Sigma Schedule Interpolated Mean 🎭🅐🅓¶
Documentation¶
- Class name:
ADE_SigmaScheduleWeightedAverageInterp
- Category:
Animate Diff 🎭🅐🅓/sample settings/sigma schedule
- Output node:
False
This node is designed to create a new sigma schedule by interpolating between two given sigma schedules based on a specified weight range and interpolation method.
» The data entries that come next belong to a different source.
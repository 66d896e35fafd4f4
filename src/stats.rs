// This software may be modified and distributed under the terms
// of the BSD license. See the LICENSE file for details.

//! Statistics snapshot delivered via the well-known statistics pull telegram
//! (spec.md §6). Field layout is grounded in
//! `original_source/trdp/test/diverse/getStats.c`'s `TRDP_STATISTICS_T`;
//! third-party tools parse this format, so field order must stay stable.

use std::sync::atomic::{AtomicU32, Ordering};

/// ComId of the well-known statistics pull telegram.
pub const STATISTICS_COM_ID: u32 = 31;

/// Number of allocator size classes tracked (mirrors `VOS_MEM_NBLOCKSIZES`).
pub const MEM_BLOCK_SIZE_CLASSES: usize = 16;

#[derive(Debug, Clone, Copy, Default)]
pub struct MemStatistics {
    pub total: u32,
    pub free: u32,
    pub min_free: u32,
    pub num_alloc_blocks: u32,
    pub num_alloc_err: u32,
    pub num_free_err: u32,
    pub block_size: [u32; MEM_BLOCK_SIZE_CLASSES],
    pub used_block_size: [u32; MEM_BLOCK_SIZE_CLASSES],
}

#[derive(Debug, Clone, Copy, Default)]
pub struct PdStatistics {
    pub def_qos: u32,
    pub def_ttl: u32,
    pub def_timeout: u32,
    pub num_subs: u32,
    pub num_pub: u32,
    pub num_rcv: u32,
    pub num_crc_err: u32,
    pub num_prot_err: u32,
    pub num_topo_err: u32,
    pub num_no_subs: u32,
    pub num_no_pub: u32,
    pub num_timeout: u32,
    pub num_send: u32,
    pub num_missed: u32,
}

#[derive(Debug, Clone, Copy, Default)]
pub struct MdStatistics {
    pub num_listeners: u32,
    pub num_rq_sent: u32,
    pub num_reply_rcv: u32,
    pub num_confirm_sent: u32,
    pub num_crc_err: u32,
    pub num_prot_err: u32,
    pub num_topo_err: u32,
    pub num_no_subs: u32,
    pub num_timeout: u32,
    pub num_send: u32,
    pub num_rcv: u32,
}

/// A point-in-time snapshot, as delivered on the wire by the statistics pull
/// telegram.
#[derive(Debug, Clone, Default)]
pub struct Statistics {
    pub version: u32,
    pub time_stamp: u64,
    pub up_time: u32,
    pub statistic_time: u32,
    pub host_name: String,
    pub leader_name: String,
    pub own_ip_addr: u32,
    pub leader_ip_addr: u32,
    pub process_prio: u32,
    pub process_cycle: u32,
    pub mem: MemStatistics,
    pub pd: PdStatistics,
    pub md: MdStatistics,
}

/// Atomic counters a session updates as it runs; `snapshot()` reads them all
/// into a [`Statistics`] value without blocking the work cycle.
#[derive(Debug, Default)]
pub struct Counters {
    pub pd_num_subs: AtomicU32,
    pub pd_num_pub: AtomicU32,
    pub pd_num_rcv: AtomicU32,
    pub pd_num_crc_err: AtomicU32,
    pub pd_num_prot_err: AtomicU32,
    pub pd_num_topo_err: AtomicU32,
    pub pd_num_no_subs: AtomicU32,
    pub pd_num_no_pub: AtomicU32,
    pub pd_num_timeout: AtomicU32,
    pub pd_num_send: AtomicU32,
    pub pd_num_missed: AtomicU32,
    pub md_num_listeners: AtomicU32,
    pub md_num_rq_sent: AtomicU32,
    pub md_num_reply_rcv: AtomicU32,
    pub md_num_confirm_sent: AtomicU32,
    pub md_num_crc_err: AtomicU32,
    pub md_num_prot_err: AtomicU32,
    pub md_num_topo_err: AtomicU32,
    pub md_num_no_subs: AtomicU32,
    pub md_num_timeout: AtomicU32,
    pub md_num_send: AtomicU32,
    pub md_num_rcv: AtomicU32,
}

impl Counters {
    pub fn new() -> Self {
        Self::default()
    }

    pub fn bump(counter: &AtomicU32) {
        counter.fetch_add(1, Ordering::Relaxed);
    }

    /// Reset every counter to zero (`reset_statistics`).
    pub fn reset(&self) {
        let fields: [&AtomicU32; 21] = [
            &self.pd_num_subs,
            &self.pd_num_pub,
            &self.pd_num_rcv,
            &self.pd_num_crc_err,
            &self.pd_num_prot_err,
            &self.pd_num_topo_err,
            &self.pd_num_no_subs,
            &self.pd_num_no_pub,
            &self.pd_num_timeout,
            &self.pd_num_send,
            &self.pd_num_missed,
            &self.md_num_listeners,
            &self.md_num_rq_sent,
            &self.md_num_reply_rcv,
            &self.md_num_confirm_sent,
            &self.md_num_crc_err,
            &self.md_num_prot_err,
            &self.md_num_topo_err,
            &self.md_num_no_subs,
            &self.md_num_timeout,
            &self.md_num_send,
        ];
        for f in fields {
            f.store(0, Ordering::Relaxed);
        }
        self.md_num_rcv.store(0, Ordering::Relaxed);
    }

    pub fn snapshot(&self, base: Statistics) -> Statistics {
        Statistics {
            pd: PdStatistics {
                def_qos: base.pd.def_qos,
                def_ttl: base.pd.def_ttl,
                def_timeout: base.pd.def_timeout,
                num_subs: self.pd_num_subs.load(Ordering::Relaxed),
                num_pub: self.pd_num_pub.load(Ordering::Relaxed),
                num_rcv: self.pd_num_rcv.load(Ordering::Relaxed),
                num_crc_err: self.pd_num_crc_err.load(Ordering::Relaxed),
                num_prot_err: self.pd_num_prot_err.load(Ordering::Relaxed),
                num_topo_err: self.pd_num_topo_err.load(Ordering::Relaxed),
                num_no_subs: self.pd_num_no_subs.load(Ordering::Relaxed),
                num_no_pub: self.pd_num_no_pub.load(Ordering::Relaxed),
                num_timeout: self.pd_num_timeout.load(Ordering::Relaxed),
                num_send: self.pd_num_send.load(Ordering::Relaxed),
                num_missed: self.pd_num_missed.load(Ordering::Relaxed),
            },
            md: MdStatistics {
                num_listeners: self.md_num_listeners.load(Ordering::Relaxed),
                num_rq_sent: self.md_num_rq_sent.load(Ordering::Relaxed),
                num_reply_rcv: self.md_num_reply_rcv.load(Ordering::Relaxed),
                num_confirm_sent: self.md_num_confirm_sent.load(Ordering::Relaxed),
                num_crc_err: self.md_num_crc_err.load(Ordering::Relaxed),
                num_prot_err: self.md_num_prot_err.load(Ordering::Relaxed),
                num_topo_err: self.md_num_topo_err.load(Ordering::Relaxed),
                num_no_subs: self.md_num_no_subs.load(Ordering::Relaxed),
                num_timeout: self.md_num_timeout.load(Ordering::Relaxed),
                num_send: self.md_num_send.load(Ordering::Relaxed),
                num_rcv: self.md_num_rcv.load(Ordering::Relaxed),
            },
            ..base
        }
    }
}
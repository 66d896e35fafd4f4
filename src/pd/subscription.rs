// This software may be modified and distributed under the terms
// of the BSD license. See the LICENSE file for details.

//! The subscription table (C2): matching, timeout tracking and delivery
//! (spec.md §4.2).

use crate::clock::Clock;
use crate::codec::header::Header;
use crate::error::{Error, Result};
use crate::handle::{Arena, Handle};
use std::net::Ipv4Addr;
use std::sync::Arc;
use std::time::{Duration, Instant};

/// What happens to the cached payload once a subscription's deadline fires
/// with nothing received.
#[derive(Debug, Clone, Copy, PartialEq, Eq)]
pub enum TimeoutBehaviour {
    /// Keep the last-received payload, flagged stale.
    Keep,
    /// Wipe the cached payload.
    ZeroOnTimeout,
}

/// `FORCE_CB`: accept a repeated sequence number as a duplicate delivery
/// instead of silently dropping it (spec.md §4.2 "Sequence policy").
#[derive(Debug, Clone, Copy, Default, PartialEq, Eq)]
pub struct SubscriptionFlags {
    pub force_cb: bool,
    /// Validate every delivered payload against the matching comId's
    /// dataset descriptor before the callback runs (spec.md §4.8); a frame
    /// that fails to unmarshal is dropped like a CRC error instead of
    /// reaching the callback.
    pub marshalled: bool,
}

/// A subscription's matching identity (spec.md §3 "Subscription element").
#[derive(Debug, Clone, Copy, PartialEq, Eq)]
pub struct Identity {
    pub com_id: u32,
    pub service_id: u32,
    pub src_ip1: Option<Ipv4Addr>,
    pub src_ip2: Option<Ipv4Addr>,
    pub dest: Ipv4Addr,
    pub etb_topo_cnt: u32,
    pub op_trn_topo_cnt: u32,
}

impl Identity {
    fn is_wildcard_source(&self) -> bool {
        self.src_ip1.is_none() && self.src_ip2.is_none()
    }

    fn source_matches(&self, incoming: Ipv4Addr) -> bool {
        self.src_ip1 == Some(incoming) || self.src_ip2 == Some(incoming)
    }
}

/// What a subscriber callback is told on each event.
#[derive(Debug, Clone)]
pub enum Event {
    Delivered { payload: Vec<u8>, sequence_counter: u32 },
    Timeout,
}

pub type Callback = Arc<dyn Fn(Handle<Subscription>, Event) + Send + Sync>;

pub struct Subscription {
    pub identity: Identity,
    pub timeout: Duration,
    pub behaviour: TimeoutBehaviour,
    pub flags: SubscriptionFlags,
    pub cached_payload: Option<Vec<u8>>,
    pub last_sequence: Option<u32>,
    pub deadline: Instant,
    /// Latched the first time a deadline fires with nothing received;
    /// cleared only by [`Table::deliver`] seeing a fresh frame. Keeps
    /// `check_timeouts` from re-firing every subsequent sweep while the
    /// publisher stays silent (spec.md §4.2 property: exactly one timeout
    /// callback per silence, not one per sweep).
    timed_out: bool,
    /// Bumped on subscribe/resubscribe; breaks ties among several
    /// matching subscriptions in favour of the most recently updated one.
    epoch: u64,
    callback: Callback,
}

impl Subscription {
    pub fn is_stale(&self, now: Instant) -> bool {
        now >= self.deadline
    }
}

pub struct Table {
    subscriptions: Arena<Subscription>,
    next_epoch: u64,
}

impl Default for Table {
    fn default() -> Self {
        Self::new()
    }
}

impl Table {
    pub fn new() -> Self {
        Table { subscriptions: Arena::new(), next_epoch: 0 }
    }

    pub fn subscribe(
        &mut self,
        identity: Identity,
        flags: SubscriptionFlags,
        timeout: Duration,
        behaviour: TimeoutBehaviour,
        callback: Callback,
        clock: &dyn Clock,
    ) -> Handle<Subscription> {
        let epoch = self.next_epoch;
        self.next_epoch += 1;
        self.subscriptions.insert(Subscription {
            identity,
            timeout,
            behaviour,
            flags,
            cached_payload: None,
            last_sequence: None,
            deadline: clock.now() + timeout,
            timed_out: false,
            epoch,
            callback,
        })
    }

    /// Swap the source filter (and optionally destination/topo) of an
    /// existing subscription — the inauguration hook (spec.md §4.2).
    pub fn resubscribe(&mut self, handle: Handle<Subscription>, new_identity: Identity) -> Result<()> {
        let epoch = self.next_epoch;
        self.next_epoch += 1;
        let sub = self.subscriptions.get_mut(handle).ok_or(Error::InvalidHandle)?;
        sub.identity = new_identity;
        sub.epoch = epoch;
        sub.timed_out = false;
        Ok(())
    }

    pub fn unsubscribe(&mut self, handle: Handle<Subscription>) -> Result<()> {
        self.subscriptions.remove(handle).ok_or(Error::InvalidHandle)?;
        Ok(())
    }

    pub fn get(&self, handle: Handle<Subscription>) -> Option<&Subscription> {
        self.subscriptions.get(handle)
    }

    /// Find the best-matching subscription for an incoming PD telegram,
    /// applying the ordered rules of spec.md §4.2.
    pub fn match_incoming(
        &self,
        header: &Header,
        incoming_source: Ipv4Addr,
        incoming_dest: Ipv4Addr,
    ) -> Option<Handle<Subscription>> {
        let mut best: Option<(Handle<Subscription>, &Subscription, bool)> = None;
        for (handle, sub) in self.subscriptions.iter() {
            if sub.identity.etb_topo_cnt != header.etb_topo_cnt
                || sub.identity.op_trn_topo_cnt != header.op_trn_topo_cnt
            {
                continue;
            }
            if sub.identity.com_id != header.com_id || sub.identity.service_id != header.service_id {
                continue;
            }
            if sub.identity.dest != incoming_dest {
                continue;
            }
            let exact_source = sub.identity.source_matches(incoming_source);
            if !exact_source && !sub.identity.is_wildcard_source() {
                continue;
            }
            let is_better = match &best {
                None => true,
                Some((_, _, best_exact)) => {
                    // Rule 3: an exact-source match always beats a wildcard
                    // one; among ties, rule 5: highest epoch (most recent).
                    (exact_source && !best_exact)
                        || (exact_source == *best_exact && sub.epoch > best.as_ref().unwrap().1.epoch)
                }
            };
            if is_better {
                best = Some((handle, sub, exact_source));
            }
        }
        best.map(|(handle, _, _)| handle)
    }

    /// Deliver a payload to `handle`, applying the sequence policy and
    /// refreshing the arrival deadline. Returns `Ok(false)` if the packet
    /// was a stale/duplicate sequence number and was silently dropped.
    pub fn deliver(
        &mut self,
        handle: Handle<Subscription>,
        payload: Vec<u8>,
        sequence_counter: u32,
        clock: &dyn Clock,
    ) -> Result<bool> {
        let sub = self.subscriptions.get_mut(handle).ok_or(Error::InvalidHandle)?;
        if let Some(last) = sub.last_sequence {
            let is_duplicate_or_stale = sequence_counter < last
                || (sequence_counter == last && !sub.flags.force_cb);
            if is_duplicate_or_stale {
                return Ok(false);
            }
        }
        sub.last_sequence = Some(sequence_counter);
        sub.cached_payload = Some(payload.clone());
        sub.deadline = clock.now() + sub.timeout;
        sub.timed_out = false;
        (sub.callback)(handle, Event::Delivered { payload, sequence_counter });
        Ok(true)
    }

    /// Fire a timeout callback for every subscription past its deadline that
    /// hasn't already fired one since its last delivery. A timeout never
    /// removes the subscription, and never repeats on its own — only a fresh
    /// delivery re-arms it (spec.md §4.2).
    pub fn check_timeouts(&mut self, clock: &dyn Clock) {
        let now = clock.now();
        for (handle, sub) in self.subscriptions.iter_mut() {
            if !sub.is_stale(now) || sub.timed_out {
                continue;
            }
            if sub.behaviour == TimeoutBehaviour::ZeroOnTimeout {
                sub.cached_payload = None;
            }
            sub.timed_out = true;
            (sub.callback)(handle, Event::Timeout);
        }
    }
}

#[cfg(test)]
mod tests {
    use super::*;
    use crate::clock::ManualClock;
    use std::sync::atomic::{AtomicUsize, Ordering};

    fn identity(com_id: u32, dest: Ipv4Addr) -> Identity {
        Identity {
            com_id,
            service_id: 0,
            src_ip1: None,
            src_ip2: None,
            dest,
            etb_topo_cnt: 0,
            op_trn_topo_cnt: 0,
        }
    }

    #[test]
    fn wildcard_source_matches_any_sender() {
        let clock = ManualClock::new();
        let mut table = Table::new();
        let dest = Ipv4Addr::new(239, 0, 0, 1);
        let handle = table.subscribe(
            identity(1000, dest),
            SubscriptionFlags::default(),
            Duration::from_millis(300),
            TimeoutBehaviour::ZeroOnTimeout,
            Arc::new(|_, _| {}),
            &clock,
        );
        let header = Header {
            msg_type: crate::constant::MsgType::Pd,
            com_id: 1000,
            etb_topo_cnt: 0,
            op_trn_topo_cnt: 0,
            service_id: 0,
            sequence_counter: 1,
            payload_length: 0,
            tail: crate::codec::header::Tail::Pd {
                reply_com_id: 0,
                reply_ip: Ipv4Addr::UNSPECIFIED,
            },
        };
        let matched = table.match_incoming(&header, Ipv4Addr::new(10, 0, 0, 5), dest);
        assert_eq!(matched, Some(handle));
    }

    #[test]
    fn exact_source_beats_wildcard() {
        let clock = ManualClock::new();
        let mut table = Table::new();
        let dest = Ipv4Addr::new(239, 0, 0, 1);
        let wildcard = identity(1000, dest);
        let mut exact = identity(1000, dest);
        exact.src_ip1 = Some(Ipv4Addr::new(10, 0, 0, 5));
        table.subscribe(
            wildcard,
            SubscriptionFlags::default(),
            Duration::from_millis(300),
            TimeoutBehaviour::Keep,
            Arc::new(|_, _| {}),
            &clock,
        );
        let exact_handle = table.subscribe(
            exact,
            SubscriptionFlags::default(),
            Duration::from_millis(300),
            TimeoutBehaviour::Keep,
            Arc::new(|_, _| {}),
            &clock,
        );
        let header = Header {
            msg_type: crate::constant::MsgType::Pd,
            com_id: 1000,
            etb_topo_cnt: 0,
            op_trn_topo_cnt: 0,
            service_id: 0,
            sequence_counter: 1,
            payload_length: 0,
            tail: crate::codec::header::Tail::Pd {
                reply_com_id: 0,
                reply_ip: Ipv4Addr::UNSPECIFIED,
            },
        };
        let matched = table.match_incoming(&header, Ipv4Addr::new(10, 0, 0, 5), dest);
        assert_eq!(matched, Some(exact_handle));
    }

    #[test]
    fn duplicate_sequence_is_dropped_unless_force_cb() {
        let clock = ManualClock::new();
        let mut table = Table::new();
        let dest = Ipv4Addr::new(239, 0, 0, 1);
        let calls = Arc::new(AtomicUsize::new(0));
        let calls_clone = calls.clone();
        let handle = table.subscribe(
            identity(1000, dest),
            SubscriptionFlags::default(),
            Duration::from_millis(300),
            TimeoutBehaviour::Keep,
            Arc::new(move |_, _| {
                calls_clone.fetch_add(1, Ordering::SeqCst);
            }),
            &clock,
        );
        assert!(table.deliver(handle, vec![1], 5, &clock).unwrap());
        assert!(!table.deliver(handle, vec![2], 5, &clock).unwrap());
        assert_eq!(calls.load(Ordering::SeqCst), 1);
    }

    #[test]
    fn force_cb_accepts_repeated_sequence() {
        let clock = ManualClock::new();
        let mut table = Table::new();
        let dest = Ipv4Addr::new(239, 0, 0, 1);
        let handle = table.subscribe(
            identity(1000, dest),
            SubscriptionFlags { force_cb: true, ..SubscriptionFlags::default() },
            Duration::from_millis(300),
            TimeoutBehaviour::Keep,
            Arc::new(|_, _| {}),
            &clock,
        );
        assert!(table.deliver(handle, vec![1], 5, &clock).unwrap());
        assert!(table.deliver(handle, vec![2], 5, &clock).unwrap());
    }

    #[test]
    fn timeout_wipes_cache_when_zero_on_timeout() {
        let clock = ManualClock::new();
        let mut table = Table::new();
        let dest = Ipv4Addr::new(239, 0, 0, 1);
        let handle = table.subscribe(
            identity(1000, dest),
            SubscriptionFlags::default(),
            Duration::from_millis(100),
            TimeoutBehaviour::ZeroOnTimeout,
            Arc::new(|_, _| {}),
            &clock,
        );
        table.deliver(handle, vec![9, 9], 1, &clock).unwrap();
        clock.advance(Duration::from_millis(150));
        table.check_timeouts(&clock);
        assert_eq!(table.get(handle).unwrap().cached_payload, None);
    }

    #[test]
    fn timeout_keeps_cache_when_keep_behaviour() {
        let clock = ManualClock::new();
        let mut table = Table::new();
        let dest = Ipv4Addr::new(239, 0, 0, 1);
        let handle = table.subscribe(
            identity(1000, dest),
            SubscriptionFlags::default(),
            Duration::from_millis(100),
            TimeoutBehaviour::Keep,
            Arc::new(|_, _| {}),
            &clock,
        );
        table.deliver(handle, vec![9, 9], 1, &clock).unwrap();
        clock.advance(Duration::from_millis(150));
        table.check_timeouts(&clock);
        assert_eq!(table.get(handle).unwrap().cached_payload, Some(vec![9, 9]));
    }

    #[test]
    fn timeout_fires_exactly_once_until_new_data_arrives() {
        let clock = ManualClock::new();
        let mut table = Table::new();
        let dest = Ipv4Addr::new(239, 0, 0, 1);
        let calls = Arc::new(AtomicUsize::new(0));
        let calls_clone = calls.clone();
        let handle = table.subscribe(
            identity(1000, dest),
            SubscriptionFlags::default(),
            Duration::from_millis(100),
            TimeoutBehaviour::ZeroOnTimeout,
            Arc::new(move |_, event| {
                if matches!(event, Event::Timeout) {
                    calls_clone.fetch_add(1, Ordering::SeqCst);
                }
            }),
            &clock,
        );
        table.deliver(handle, vec![1], 1, &clock).unwrap();

        // The publisher never resumes: three full timeout windows pass with
        // `check_timeouts` swept repeatedly in each, but only the first
        // sweep past the deadline should ever fire.
        clock.advance(Duration::from_millis(150));
        table.check_timeouts(&clock);
        table.check_timeouts(&clock);
        assert_eq!(calls.load(Ordering::SeqCst), 1);

        clock.advance(Duration::from_millis(100));
        table.check_timeouts(&clock);
        clock.advance(Duration::from_millis(100));
        table.check_timeouts(&clock);
        assert_eq!(calls.load(Ordering::SeqCst), 1, "timeout must not re-fire while silence continues");

        // A fresh delivery re-arms the latch for the next silence.
        table.deliver(handle, vec![2], 2, &clock).unwrap();
        clock.advance(Duration::from_millis(150));
        table.check_timeouts(&clock);
        assert_eq!(calls.load(Ordering::SeqCst), 2);
    }
}
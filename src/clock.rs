// This software may be modified and distributed under the terms
// of the BSD license. See the LICENSE file for details.

//! The single logical clock every component advances against (spec.md §2:
//! "advances all communication state deterministically on a single logical
//! clock"). Abstracting it behind a trait lets tests drive cyclic
//! publication, subscription timeouts and MD retransmission deterministically
//! instead of sleeping on real wall-clock time.

use std::sync::Mutex;
use std::time::Instant;

pub trait Clock: Send + Sync {
    fn now(&self) -> Instant;
}

/// The default clock, backed by `std::time::Instant`.
#[derive(Debug, Default, Clone, Copy)]
pub struct SystemClock;

impl Clock for SystemClock {
    fn now(&self) -> Instant {
        Instant::now()
    }
}

/// A clock a test can advance by hand, with no dependency on real time
/// passing.
pub struct ManualClock {
    now: Mutex<Instant>,
}

impl ManualClock {
    pub fn new() -> Self {
        ManualClock { now: Mutex::new(Instant::now()) }
    }

    pub fn advance(&self, by: std::time::Duration) {
        let mut now = self.now.lock().expect("clock mutex poisoned");
        *now += by;
    }
}

impl Default for ManualClock {
    fn default() -> Self {
        Self::new()
    }
}

impl Clock for ManualClock {
    fn now(&self) -> Instant {
        *self.now.lock().expect("clock mutex poisoned")
    }
}

#[cfg(test)]
mod tests {
    use super::*;

    #[test]
    fn manual_clock_advances_monotonically() {
        let clock = ManualClock::new();
        let t0 = clock.now();
        clock.advance(std::time::Duration::from_millis(100));
        assert!(clock.now() >= t0 + std::time::Duration::from_millis(100));
    }
}
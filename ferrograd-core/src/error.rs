// ferrograd-core/src/error.rs

use thiserror::Error;

/// Which half of a `Function` was invoked.
#[derive(Debug, Clone, Copy, PartialEq, Eq)]
pub enum Pass {
    Forward,
    Backward,
}

impl std::fmt::Display for Pass {
    fn fmt(&self, f: &mut std::fmt::Formatter<'_>) -> std::fmt::Result {
        match self {
            Pass::Forward => write!(f, "forward"),
            Pass::Backward => write!(f, "backward"),
        }
    }
}

/// Custom error type for the ferrograd engine.
#[derive(Error, Debug, PartialEq, Clone)] // PartialEq for easier testing
pub enum AutogradError {
    /// A `Variable` was built from a value outside the supported array family.
    #[error("{found} is not supported: Variable data must be an f64/f32 ndarray")]
    TypeError { found: String },

    /// A `Function` kind was called without a concrete forward/backward formula.
    #[error("{function}: {pass} is not implemented")]
    NotImplemented { function: String, pass: Pass },

    #[error("Variable has no data (required by {operation})")]
    MissingData { operation: String },

    #[error("len() of unsized object: data is 0-dimensional")]
    UnsizedLen,

    #[error("Shape mismatch: expected {expected:?}, got {actual:?} during operation {operation}")]
    ShapeMismatch {
        expected: Vec<usize>,
        actual: Vec<usize>,
        operation: String,
    },

    #[error("Cannot broadcast shapes: {shape1:?} and {shape2:?}")]
    BroadcastError {
        shape1: Vec<usize>,
        shape2: Vec<usize>,
    },

    #[error("{function} expected {expected} value(s), got {actual}")]
    ArityMismatch {
        function: String,
        expected: usize,
        actual: usize,
    },

    #[error("{function}::backward returned {actual} gradients, but the call had {expected} inputs")]
    GradientCountMismatch {
        function: String,
        expected: usize,
        actual: usize,
    },

    #[error("Internal error: {0}")]
    InternalError(String),
}
// ferrograd-core/src/ops/arithmetic/sub.rs

use crate::autograd::function::{unpack, Function, FunctionNode};
use crate::error::AutogradError;
use crate::utils::{broadcast_shapes, sum_to};
use crate::variable::{Operand, Variable};
use ndarray::ArrayD;

/// `y = x0 - x1`, broadcasting the operands against each other.
#[derive(Debug, Clone, Copy, Default)]
pub struct Sub;

impl Function for Sub {
    fn forward(&self, xs: &[&ArrayD<f64>]) -> Result<Vec<ArrayD<f64>>, AutogradError> {
        let &[x0, x1] = unpack(self.name(), xs)?;
        broadcast_shapes(x0.shape(), x1.shape())?;
        Ok(vec![x0 - x1])
    }

    fn backward(
        &self,
        xs: &[&ArrayD<f64>],
        gys: &[ArrayD<f64>],
    ) -> Result<Vec<ArrayD<f64>>, AutogradError> {
        let &[x0, x1] = unpack(self.name(), xs)?;
        let [gy] = unpack(self.name(), gys)?;
        let gx0 = sum_to(gy.clone(), x0.shape())?;
        let gx1 = sum_to(-gy, x1.shape())?;
        Ok(vec![gx0, gx1])
    }
}

/// `x0 - x1`, recording the call.
pub fn sub(x0: impl Into<Operand>, x1: impl Into<Operand>) -> Result<Variable, AutogradError> {
    FunctionNode::call_single(Sub, vec![x0.into(), x1.into()])
}

/// Reflected subtraction: `x1 - x0`.
pub fn rsub(x0: impl Into<Operand>, x1: impl Into<Operand>) -> Result<Variable, AutogradError> {
    sub(x1, x0)
}

#[cfg(test)]
#[path = "sub_test.rs"]
mod tests;
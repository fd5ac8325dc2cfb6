// ferrograd-core/src/autograd/function_test.rs

use super::*;
use crate::ops::arithmetic::Add;
use crate::ops::{add, exp};
use ndarray::arr0;
use std::marker::PhantomData;

/// Generic kind relying on the default `name`.
#[derive(Debug)]
struct Scaled<K>(PhantomData<K>);

impl<K: Debug> Function for Scaled<K> {}

#[test]
fn test_default_name_strips_module_path() {
    assert_eq!(Add.name(), "Add");
}

#[test]
fn test_default_name_strips_generic_arguments() {
    let scaled = Scaled::<Add>(PhantomData);
    assert_eq!(scaled.name(), "Scaled");

    let nested = Scaled::<Scaled<Vec<f64>>>(PhantomData);
    assert_eq!(nested.name(), "Scaled");
}

#[test]
fn test_default_name_in_not_implemented_error() {
    let x = Variable::new(arr0(1.0));
    let err = FunctionNode::call(Scaled::<Add>(PhantomData), vec![x.into()]).unwrap_err();
    assert_eq!(
        err,
        AutogradError::NotImplemented {
            function: "Scaled".to_string(),
            pass: Pass::Forward,
        }
    );
}

#[test]
fn test_drop_releases_long_chain() {
    let x = Variable::new(arr0(0.0));
    let mut y = exp(&x).unwrap();
    let head = Rc::downgrade(&y.creator().unwrap());
    for _ in 0..50_000 {
        y = add(&y, 1.0).unwrap();
    }
    assert!(head.upgrade().is_some());

    drop(y);
    assert!(head.upgrade().is_none());
    assert_eq!(Rc::strong_count(&x.node), 1);
}

#[test]
fn test_drop_keeps_shared_upstream_alive() {
    let x = Variable::new(arr0(1.0));
    let shared = exp(&x).unwrap();
    let branch = add(&shared, 1.0).unwrap();
    let shared_creator = Rc::downgrade(&shared.creator().unwrap());

    drop(branch);
    // Still owned by `shared`.
    assert!(shared_creator.upgrade().is_some());
    assert!(!shared.is_leaf());

    drop(shared);
    assert!(shared_creator.upgrade().is_none());
}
It effectively blends the characteristics of both input schedules into a single, new schedule, allowing for dynamic adjustments in the diffusion process.
Input types¶
Required¶
schedule_A
- The first sigma schedule to be interpolated.
- Comfy dtype:
SIGMA_SCHEDULE
- Python dtype:
SigmaSchedule
schedule_B
- The second sigma schedule to be interpolated.
- Comfy dtype:
SIGMA_SCHEDULE
- Python dtype:
SigmaSchedule
weight_A_Start
- The starting weight for the first sigma schedule in the interpolation.
- Comfy dtype:
FLOAT
- Python dtype:
float
weight_A_End
- The ending weight for the first sigma schedule in the interpolation.
- Comfy dtype:
FLOAT
- Python dtype:
float
interpolation
- The method of interpolation to be used for blending the sigma schedules.
- Comfy dtype:
COMBO[STRING]
- Python dtype:
InterpolationMethod
Output types¶
sigma_schedule
- Comfy dtype:
SIGMA_SCHEDULE
- The resulting sigma schedule after interpolation.
- Python dtype:
SigmaSchedule
- Comfy dtype:
Usage tips¶
- Infra type:
CPU
- Common nodes: unknown
Source code¶
class InterpolatedWeightedAverageSigmaScheduleNode:
@classmethod
def INPUT_TYPES(s):
return {
"required": {
"schedule_A": ("SIGMA_SCHEDULE",),
"schedule_B": ("SIGMA_SCHEDULE",),
"weight_A_Start": ("FLOAT", {"default": 0.5, "min": 0.0, "max": 1.0, "step": 0.001}),
"weight_A_End": ("FLOAT", {"default": 0.5, "min": 0.0, "max": 1.0, "step": 0.001}),
"interpolation": (InterpolationMethod._LIST,),
}
}
RETURN_TYPES = ("SIGMA_SCHEDULE",)
CATEGORY = "Animate Diff 🎭🅐🅓/sample settings/sigma schedule"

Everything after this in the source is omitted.